Le speranze del nuovo presidente americano Joe Biden di resuscitare l’accordo nucleare iraniano potrebbero essere già andate in fumo.
L’assassinio della scorsa settimana dello scienziato nucleare Mohsen Fakhrizadeh (in un’operazione segreta che, a quel che si dice, si è servita di una mitragliatrice montata su un furgone e controllata da remoto), ha assestato un nuovo colpo all’orgoglio iraniano dopo l’uccisione, in gennaio, del generale Qasem Soleimani in uno strike aereo. Va da sé che i due incidenti potrebbero mandare all’aria ogni prospettiva di un rilancio della diplomazia. Non per caso, Mark Fitzpatrick, ex executive director dell’International Institute for Strategic Studies, ha subito twittato: «La ragione per assassinare Fakhrizadeh non era ostacolare il potenziale bellico dell’Iran, era ostacolare la diplomazia».
I leader clericali iraniani ora sono,
infatti, alle prese con un dilemma. Devono reagire in modo aggressivo (contro
il paese accusato di aver perpetrato l’attentato,
e cioè Israele) e rischiare
una escalation dannosa con gli Stati Uniti? O devono invece assorbire il colpo,
politicamente molto imbarazzante, e sperare che il dialogo con Biden possa
allentare le sanzioni imposte dall’amministrazione
Trump che hanno strangolato l’economia iraniana?
Oltretutto, molto probabilmente il presidente Donald Trump reagirebbe ad una eventuale azione militare iraniana; e altrettanto probabilmente un conflitto finirebbe per regalare a Biden una crisi immediata (e una bella gatta da pelare) e per uccidere nella culla anche qualsiasi negoziato tra Washington e Teheran. Questa è una delle ragioni per cui il primo ministro israeliano Benjamin Netanyahu, che si è sempre opposto all’accordo nucleare, potrebbe avere ordinato l’attentato a Fakhrizadeh.
I
falchi americani rivendicano che la politica della «massima pressione» che
Trump ha applicato nei confronti dell’Iran
dopo il ritiro americano, nel 2018, dall’accordo
nucleare concluso dall’amministrazione Obama (che perfino l’intelligence
americana aveva detto che Tehran stava rispettando), offre ora a Biden un nuovo
vantaggio nella trattativa con l’Iran.
Ma da allora, secondo un rapporto delle Nazioni Unite del 12 novembre scorso,
Tehran ha accumulato 12 volte la quantità di uranio arricchito permesso dall’accordo del 2015,
ed è molto vicina al punto in cui potrebbe dotarsi davvero di una bomba
nucleare. Inoltre, le sanzioni americane, nonostante abbiano inflitto terribili
sofferenze economiche, non hanno incoraggiato in alcun modo il cambiamento di
regime auspicato dai fautori della linea dura.

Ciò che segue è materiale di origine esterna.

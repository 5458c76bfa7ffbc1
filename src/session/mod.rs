//! Per-session state and the handle that serializes access to it.
//!
//! A session moves from uninitialized to active when a delegation is accepted
//! and becomes expired once its expiry passes. Every submission holds the
//! handle's lock from nonce read to nonce update, so two callers sharing a
//! session can never sign with the same nonce.

use std::sync::Arc;

use futures::lock::{Mutex, MutexGuard};

use crate::error::{Error, SessionExpired};
use crate::signing::SessionKey;
use crate::types::B256;
use crate::{Result, Timestamp, now_unix};

#[non_exhaustive]
#[derive(Clone, Copy, Debug, PartialEq, Eq, strum_macros::Display)]
pub enum SessionStatus {
    Uninitialized,
    Active,
    Expired,
}

/// An owner-delegated session and its nonce counter.
#[derive(Clone, Debug)]
pub struct SessionState {
    owner_address: B256,
    trade_account_id: B256,
    session_key: SessionKey,
    contract_ids: Vec<B256>,
    expiry: Timestamp,
    nonce: u64,
    desynced: bool,
}

impl SessionState {
    #[must_use]
    pub fn new(
        owner_address: B256,
        trade_account_id: B256,
        session_key: SessionKey,
        contract_ids: Vec<B256>,
        expiry: Timestamp,
        nonce: u64,
    ) -> Self {
        Self {
            owner_address,
            trade_account_id,
            session_key,
            contract_ids,
            expiry,
            nonce,
            desynced: false,
        }
    }

    #[must_use]
    pub const fn owner_address(&self) -> B256 {
        self.owner_address
    }

    #[must_use]
    pub const fn trade_account_id(&self) -> B256 {
        self.trade_account_id
    }

    #[must_use]
    pub fn session_address(&self) -> B256 {
        self.session_key.address()
    }

    #[must_use]
    pub const fn session_key(&self) -> &SessionKey {
        &self.session_key
    }

    #[must_use]
    pub fn contract_ids(&self) -> &[B256] {
        &self.contract_ids
    }

    #[must_use]
    pub const fn expiry(&self) -> Timestamp {
        self.expiry
    }

    /// Nonce the next submission will sign with.
    #[must_use]
    pub const fn nonce(&self) -> u64 {
        self.nonce
    }

    /// Set when a resync after a failed submission could not complete. The
    /// next submission must refresh the nonce before signing.
    #[must_use]
    pub const fn is_desynced(&self) -> bool {
        self.desynced
    }

    #[must_use]
    pub fn authorizes(&self, contract_id: &B256) -> bool {
        self.contract_ids.contains(contract_id)
    }

    #[must_use]
    pub const fn status_at(&self, now: Timestamp) -> SessionStatus {
        if now >= self.expiry {
            SessionStatus::Expired
        } else {
            SessionStatus::Active
        }
    }

    pub fn ensure_active_at(&self, now: Timestamp) -> Result<()> {
        match self.status_at(now) {
            SessionStatus::Active => Ok(()),
            SessionStatus::Expired | SessionStatus::Uninitialized => Err(SessionExpired {
                expiry: self.expiry,
                now,
            }
            .into()),
        }
    }

    /// Consumes the current nonce after an accepted submission.
    pub fn advance(&mut self) -> Result<u64> {
        self.nonce = self
            .nonce
            .checked_add(1)
            .ok_or_else(|| Error::internal("session nonce overflowed u64"))?;
        Ok(self.nonce)
    }

    /// Replaces the local nonce with the authoritative one.
    pub fn resync(&mut self, remote: u64) {
        self.nonce = remote;
        self.desynced = false;
    }

    pub fn mark_desynced(&mut self) {
        self.desynced = true;
    }
}

/// Shared, lockable slot holding at most one session.
///
/// Cloning yields another handle to the same session.
#[derive(Clone, Debug, Default)]
pub struct SessionHandle {
    inner: Arc<Mutex<Option<SessionState>>>,
}

pub type SessionGuard<'guard> = MutexGuard<'guard, Option<SessionState>>;

impl SessionHandle {
    #[must_use]
    pub fn new() -> Self {
        Self::default()
    }

    #[must_use]
    pub fn from_state(state: SessionState) -> Self {
        Self {
            inner: Arc::new(Mutex::new(Some(state))),
        }
    }

    /// Waits for exclusive access. Hold the guard for the full
    /// read-sign-submit-update cycle.
    pub async fn lock(&self) -> SessionGuard<'_> {
        self.inner.lock().await
    }

    pub async fn status(&self) -> SessionStatus {
        self.status_at(now_unix()).await
    }

    pub async fn status_at(&self, now: Timestamp) -> SessionStatus {
        self.lock()
            .await
            .as_ref()
            .map_or(SessionStatus::Uninitialized, |state| state.status_at(now))
    }

    /// Copy of the current state, if any.
    pub async fn snapshot(&self) -> Option<SessionState> {
        self.lock().await.clone()
    }

    /// Drops the session, returning the handle to uninitialized.
    pub async fn clear(&self) {
        self.lock().await.take();
    }
}

/// Borrows the active state out of a guard, failing on an empty handle.
pub(crate) fn require_state<'state>(
    guard: &'state mut SessionGuard<'_>,
) -> Result<&'state mut SessionState> {
    guard
        .as_mut()
        .ok_or_else(|| Error::session("no session has been established on this handle"))
}
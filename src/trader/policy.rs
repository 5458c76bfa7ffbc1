use std::time::Duration;

use crate::error::Error;
use crate::{Result, Timestamp};

/// Policy wrapper for values that can either be fixed up front or fetched
/// from the exchange once and cached.
#[non_exhaustive]
#[derive(Clone, Copy, Debug, PartialEq, Eq)]
pub enum FixedOrFetch<T> {
    Fixed(T),
    FetchAndCache,
}

impl<T: Copy> FixedOrFetch<T> {
    pub(crate) const fn fixed(self) -> Option<T> {
        match self {
            FixedOrFetch::Fixed(value) => Some(value),
            FixedOrFetch::FetchAndCache => None,
        }
    }
}

/// When a new session stops being valid.
#[non_exhaustive]
#[derive(Clone, Copy, Debug, PartialEq, Eq)]
pub enum ExpiryPolicy {
    /// Relative to the moment the session is established.
    Ttl(Duration),
    /// Absolute unix timestamp in seconds.
    Until(Timestamp),
}

impl ExpiryPolicy {
    pub(crate) fn resolve(self, now: Timestamp) -> Result<Timestamp> {
        match self {
            ExpiryPolicy::Ttl(ttl) => {
                if ttl.as_secs() == 0 {
                    return Err(Error::validation(
                        "session ttl must be at least one second",
                    ));
                }
                now.checked_add(ttl.as_secs())
                    .ok_or_else(|| Error::validation("session ttl overflows the timestamp range"))
            }
            ExpiryPolicy::Until(expiry) if expiry > now => Ok(expiry),
            ExpiryPolicy::Until(expiry) => Err(Error::validation(format!(
                "session expiry {expiry} is not in the future (now {now})"
            ))),
        }
    }

    fn ensure_supported(self) -> Result<()> {
        match self {
            ExpiryPolicy::Ttl(ttl) if ttl.as_secs() == 0 => Err(Error::validation(
                "session ttl must be at least one second",
            )),
            ExpiryPolicy::Ttl(_) | ExpiryPolicy::Until(_) => Ok(()),
        }
    }
}

/// What to do with an order whose quote value is not a whole number of
/// quote units.
#[non_exhaustive]
#[derive(Clone, Copy, Debug, PartialEq, Eq)]
pub enum FractionalQuantityPolicy {
    /// Lower the quantity to the largest value with a whole quote value.
    Adjust,
    /// Fail locally with `FractionalPrice`.
    Reject,
}

/// Defaults applied by the trader.
#[non_exhaustive]
#[derive(Clone, Copy, Debug, PartialEq, Eq)]
pub struct TradingPolicies {
    pub chain_id: FixedOrFetch<u64>,
    pub expiry: ExpiryPolicy,
    pub fractional_quantity: FractionalQuantityPolicy,
    /// Ask the exchange to return created orders with each batch.
    pub collect_orders: bool,
}

impl Default for TradingPolicies {
    fn default() -> Self {
        Self {
            chain_id: FixedOrFetch::FetchAndCache,
            expiry: ExpiryPolicy::Ttl(Duration::from_secs(24 * 60 * 60)),
            fractional_quantity: FractionalQuantityPolicy::Adjust,
            collect_orders: false,
        }
    }
}

impl TradingPolicies {
    #[must_use]
    pub const fn with_chain_id(mut self, chain_id: u64) -> Self {
        self.chain_id = FixedOrFetch::Fixed(chain_id);
        self
    }

    #[must_use]
    pub const fn with_expiry(mut self, expiry: ExpiryPolicy) -> Self {
        self.expiry = expiry;
        self
    }

    #[must_use]
    pub const fn with_fractional_quantity(mut self, policy: FractionalQuantityPolicy) -> Self {
        self.fractional_quantity = policy;
        self
    }

    #[must_use]
    pub const fn with_collect_orders(mut self, collect: bool) -> Self {
        self.collect_orders = collect;
        self
    }

    pub(crate) fn validate(self) -> Result<()> {
        self.expiry.ensure_supported()
    }
}

#[cfg(test)]
mod tests {
    use super::*;

    #[test]
    fn ttl_is_relative_to_now() {
        let expiry = ExpiryPolicy::Ttl(Duration::from_secs(60))
            .resolve(1_000)
            .expect("resolves");
        assert_eq!(expiry, 1_060, "now + ttl");
    }

    #[test]
    fn past_or_zero_expiry_is_rejected() {
        assert!(ExpiryPolicy::Until(1_000).resolve(1_000).is_err(), "not in future");
        assert!(ExpiryPolicy::Ttl(Duration::ZERO).resolve(1).is_err(), "zero ttl");
        assert!(
            TradingPolicies::default()
                .with_expiry(ExpiryPolicy::Ttl(Duration::from_millis(10)))
                .validate()
                .is_err(),
            "sub-second ttl"
        );
        assert!(TradingPolicies::default().validate().is_ok(), "defaults are valid");
    }

    #[test]
    fn fixed_chain_id_bypasses_fetch() {
        let policies = TradingPolicies::default().with_chain_id(9889);
        assert_eq!(policies.chain_id.fixed(), Some(9889), "fixed");
        assert_eq!(TradingPolicies::default().chain_id.fixed(), None, "fetched");
    }
}
use std::sync::Arc;

use dashmap::DashMap;
use futures::lock::Mutex;

use crate::error::{Error, NonceDesync, OnChainRevert, TooManyActions};
use crate::payload::{self, ContractCall, MAX_ACTIONS_PER_BATCH};
use crate::revert;
use crate::session::{SessionHandle, SessionState, require_state};
use crate::signing::{LocalKey, OwnerWallet, SessionKey};
use crate::trader::policy::{FractionalQuantityPolicy, TradingPolicies};
use crate::trader::types::{
    ActionRequest, BatchReceipt, MarketBatch, OrderRequest, WithdrawalRequest,
};
use crate::trader::TraderConfig;
use crate::transport::{
    ActionBatchRequest, ActionOutcome, HttpTransport, MarketActions, SessionReceipt,
    SessionRequest, Transport, TxReceipt, WithdrawRequest,
};
use crate::types::{Action, B256, ChainId, Identity, Market};
use crate::{Result, now_unix};

#[derive(Clone, Copy, Debug)]
struct Registry {
    chain_id: ChainId,
    accounts_registry_id: B256,
}

/// Signs and submits trading actions on behalf of one owner wallet.
///
/// Markets are fetched once and shared. Session state lives in
/// [`SessionHandle`]s the caller owns; each operation locks the handle for
/// the whole read-sign-submit-update cycle.
#[derive(Debug)]
pub struct Trader<T: Transport = HttpTransport> {
    transport: T,
    owner: OwnerWallet,
    policies: TradingPolicies,
    markets: DashMap<B256, Arc<Market>>,
    registry: Mutex<Option<Registry>>,
}

impl Trader<HttpTransport> {
    /// Builds a trader backed by the REST transport, using the configured
    /// private key as the owner.
    pub fn from_config(config: TraderConfig) -> Result<Self> {
        let key = LocalKey::from_secret(&config.private_key)?;
        let owner = OwnerWallet::from_key(config.wallet_kind, key);
        Trader::new(HttpTransport::new(config.host), owner, config.policies)
    }
}
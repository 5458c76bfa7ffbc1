//! The exchange-facing boundary.
//!
//! [`Transport`] is the seam between signing logic and the network: the
//! trader only ever talks to it, so tests can script outcomes without HTTP.
//! [`HttpTransport`] is the REST implementation.

mod http;

use async_trait::async_trait;
use serde::{Deserialize, Serialize};
use serde_with::{DisplayFromStr, serde_as, skip_serializing_none};

pub use http::HttpTransport;

use crate::Result;
use crate::error::{OnChainRevert, Preflight};
use crate::serde_helpers::{hex_prefixed, u64_flexible};
use crate::signing::CompactSignature;
use crate::types::{Action, B256, Identity, MarketsResponse};

/// Header carrying the owner address on owner-scoped calls.
pub const OWNER_ID_HEADER: &str = "O2-Owner-Id";

#[async_trait]
pub trait Transport: Send + Sync {
    async fn fetch_markets(&self) -> Result<MarketsResponse>;

    /// Authoritative nonce of a trading account.
    async fn fetch_nonce(&self, trade_account_id: &B256) -> Result<u64>;

    async fn submit_session_delegation(
        &self,
        owner: &B256,
        request: &SessionRequest,
    ) -> Result<SessionReceipt>;

    /// Submits a signed batch. Exchange-side rejections come back as
    /// [`ActionOutcome`] variants; `Err` means the outcome is unknown.
    async fn submit_action_batch(
        &self,
        owner: &B256,
        request: &ActionBatchRequest,
    ) -> Result<ActionOutcome>;

    async fn submit_withdrawal(&self, owner: &B256, request: &WithdrawRequest)
    -> Result<TxReceipt>;
}

/// Signature envelope the exchange expects: `{"Secp256k1": "0x.."}`.
#[non_exhaustive]
#[derive(Clone, Copy, Debug, PartialEq, Eq, Serialize)]
pub enum SignatureEnvelope {
    Secp256k1(CompactSignature),
}

/// `PUT /v1/session` body.
#[serde_as]
#[non_exhaustive]
#[derive(Clone, Debug, PartialEq, Eq, Serialize)]
pub struct SessionRequest {
    /// The trading account the session acts for.
    pub contract_id: B256,
    pub session_id: Identity,
    pub signature: SignatureEnvelope,
    pub contract_ids: Vec<B256>,
    #[serde_as(as = "DisplayFromStr")]
    pub nonce: u64,
    #[serde_as(as = "DisplayFromStr")]
    pub expiry: u64,
}

impl SessionRequest {
    #[must_use]
    pub fn new(
        trade_account_id: B256,
        session_address: B256,
        signature: CompactSignature,
        contract_ids: Vec<B256>,
        nonce: u64,
        expiry: u64,
    ) -> Self {
        Self {
            contract_id: trade_account_id,
            session_id: Identity::Address(session_address),
            signature: SignatureEnvelope::Secp256k1(signature),
            contract_ids,
            nonce,
            expiry,
        }
    }
}

#[non_exhaustive]
#[derive(Clone, Debug, PartialEq, Eq, Deserialize)]
pub struct SessionReceipt {
    #[serde(default, deserialize_with = "hex_prefixed")]
    pub tx_id: String,
    pub trade_account_id: B256,
    pub contract_ids: Vec<B256>,
    pub session_id: Identity,
    #[serde(deserialize_with = "u64_flexible")]
    pub session_expiry: u64,
}

/// Actions grouped under the market they target.
#[non_exhaustive]
#[derive(Clone, Debug, PartialEq, Eq, Serialize)]
pub struct MarketActions {
    pub market_id: B256,
    pub actions: Vec<Action>,
}

impl MarketActions {
    #[must_use]
    pub fn new(market_id: B256, actions: Vec<Action>) -> Self {
        Self { market_id, actions }
    }
}

/// `POST /v1/session/actions` body.
#[serde_as]
#[skip_serializing_none]
#[non_exhaustive]
#[derive(Clone, Debug, PartialEq, Eq, Serialize)]
pub struct ActionBatchRequest {
    pub actions: Vec<MarketActions>,
    pub signature: SignatureEnvelope,
    #[serde_as(as = "DisplayFromStr")]
    pub nonce: u64,
    pub trade_account_id: B256,
    pub session_id: Identity,
    pub collect_orders: Option<bool>,
}

impl ActionBatchRequest {
    #[must_use]
    pub fn new(
        actions: Vec<MarketActions>,
        signature: CompactSignature,
        nonce: u64,
        trade_account_id: B256,
        session_address: B256,
    ) -> Self {
        Self {
            actions,
            signature: SignatureEnvelope::Secp256k1(signature),
            nonce,
            trade_account_id,
            session_id: Identity::Address(session_address),
            collect_orders: None,
        }
    }

    #[must_use]
    pub const fn with_collect_orders(mut self, collect: bool) -> Self {
        self.collect_orders = Some(collect);
        self
    }
}

/// How the exchange answered an action batch.
#[non_exhaustive]
#[derive(Clone, Debug, PartialEq)]
pub enum ActionOutcome {
    /// Executed; the nonce was consumed.
    Success {
        tx_id: String,
        orders: Vec<serde_json::Value>,
    },
    /// Rejected before submission.
    Preflight(Preflight),
    /// Submitted and reverted.
    OnChainRevert(OnChainRevert),
}

/// `POST /v1/accounts/withdraw` body.
#[serde_as]
#[non_exhaustive]
#[derive(Clone, Debug, PartialEq, Eq, Serialize)]
pub struct WithdrawRequest {
    pub trade_account_id: B256,
    pub signature: SignatureEnvelope,
    #[serde_as(as = "DisplayFromStr")]
    pub nonce: u64,
    pub to: Identity,
    pub asset_id: B256,
    #[serde_as(as = "DisplayFromStr")]
    pub amount: u64,
}

impl WithdrawRequest {
    #[must_use]
    pub fn new(
        trade_account_id: B256,
        signature: CompactSignature,
        nonce: u64,
        to: Identity,
        asset_id: B256,
        amount: u64,
    ) -> Self {
        Self {
            trade_account_id,
            signature: SignatureEnvelope::Secp256k1(signature),
            nonce,
            to,
            asset_id,
            amount,
        }
    }
}

#[non_exhaustive]
#[derive(Clone, Debug, PartialEq, Eq, Deserialize)]
pub struct TxReceipt {
    #[serde(deserialize_with = "hex_prefixed")]
    pub tx_id: String,
}

impl TxReceipt {
    #[must_use]
    pub fn new<S: Into<String>>(tx_id: S) -> Self {
        Self {
            tx_id: tx_id.into(),
        }
    }
}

Resta il fatto che, anche se Biden volesse ritornare all’accordo nucleare del 2015 («il modo più intelligente», come ha sottolineato, di affrontare «la minaccia rappresentata dall’Iran»), è l’idea stessa di ritornare alla diplomazia (che resta indubbiamente la cosa migliore da fare) che ha subito un colpo dopo l’altro: prima con lo strike ordinato da Trump che ha ucciso Soleimani ed ora con l’assassinio dello scienziato nucleare. Inoltre, non sarà facile neppure per gli iraniani moderati e pragmatici persuadere qualcuno dei vantaggi di nuovo accordo con gli Stati Uniti, considerato che, quasi certamente, un futuro presidente repubblicano si affretterebbe a gettarlo alle ortiche. Senza contare che, nel frattempo, dalle elezioni iraniane dell’anno prossimo potrebbero uscire un nuovo presidente integralista che si oppone al dialogo con gli Stati Uniti; e che, anche negli Stati Uniti (e in Israele), gli avversari dell’accordo potrebbero rendere a Biden la vita impossibile, impedendogli di collaborare con l’Iran.
Se la strada della diplomazia dovesse rivelarsi impraticabile, il futuro presidente americano si troverebbe di fronte ad una scelta terribile: vivere con la possibilità di una bomba atomica iraniana o ordinare un’azione militare che potrebbe dare avvio ad una nuova disastrosa guerra in Medioriente.